Give an exact copy of the line that has "let (customers_total, customers_active)" and of every line below it, through the last, with nothing else.

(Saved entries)
----------------

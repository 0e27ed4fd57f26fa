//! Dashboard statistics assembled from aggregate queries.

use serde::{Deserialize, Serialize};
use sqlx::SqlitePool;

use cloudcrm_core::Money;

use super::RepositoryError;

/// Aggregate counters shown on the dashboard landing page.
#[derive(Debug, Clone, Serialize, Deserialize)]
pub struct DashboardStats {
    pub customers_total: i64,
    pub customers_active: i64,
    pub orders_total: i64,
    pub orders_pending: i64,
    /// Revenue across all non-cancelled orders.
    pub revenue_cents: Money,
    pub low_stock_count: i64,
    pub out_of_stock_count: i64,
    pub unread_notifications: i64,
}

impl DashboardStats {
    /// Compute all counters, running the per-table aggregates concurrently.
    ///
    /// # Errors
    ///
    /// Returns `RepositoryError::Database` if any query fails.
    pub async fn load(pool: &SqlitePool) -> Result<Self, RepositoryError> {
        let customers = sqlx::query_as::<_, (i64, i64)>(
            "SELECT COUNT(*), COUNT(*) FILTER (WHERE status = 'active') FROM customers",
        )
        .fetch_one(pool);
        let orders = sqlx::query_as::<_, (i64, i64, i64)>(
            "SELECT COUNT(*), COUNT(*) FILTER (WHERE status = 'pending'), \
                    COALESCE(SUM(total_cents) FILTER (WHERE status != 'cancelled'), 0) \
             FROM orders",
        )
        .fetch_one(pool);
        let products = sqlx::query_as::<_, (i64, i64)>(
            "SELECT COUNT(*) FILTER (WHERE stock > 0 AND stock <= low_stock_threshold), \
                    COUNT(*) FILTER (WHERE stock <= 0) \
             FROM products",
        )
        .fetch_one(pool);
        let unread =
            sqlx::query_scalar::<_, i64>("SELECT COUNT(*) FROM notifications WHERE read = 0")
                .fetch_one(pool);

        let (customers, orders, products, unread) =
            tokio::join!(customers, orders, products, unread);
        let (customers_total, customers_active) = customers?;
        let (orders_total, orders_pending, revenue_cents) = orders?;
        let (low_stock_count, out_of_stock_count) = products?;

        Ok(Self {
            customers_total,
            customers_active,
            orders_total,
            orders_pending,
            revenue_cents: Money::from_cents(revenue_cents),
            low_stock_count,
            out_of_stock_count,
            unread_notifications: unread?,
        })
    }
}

----------------

§ **Final answer**
        let (customers_total, customers_active) = customers?;
        let (orders_total, orders_pending, revenue_cents) = orders?;
        let (low_stock_count, out_of_stock_count) = products?;

        Ok(Self {
            customers_total,
            customers_active,
            orders_total,
            orders_pending,
            revenue_cents: Money::from_cents(revenue_cents),
            low_stock_count,
            out_of_stock_count,
            unread_notifications: unread?,
        })
    }
}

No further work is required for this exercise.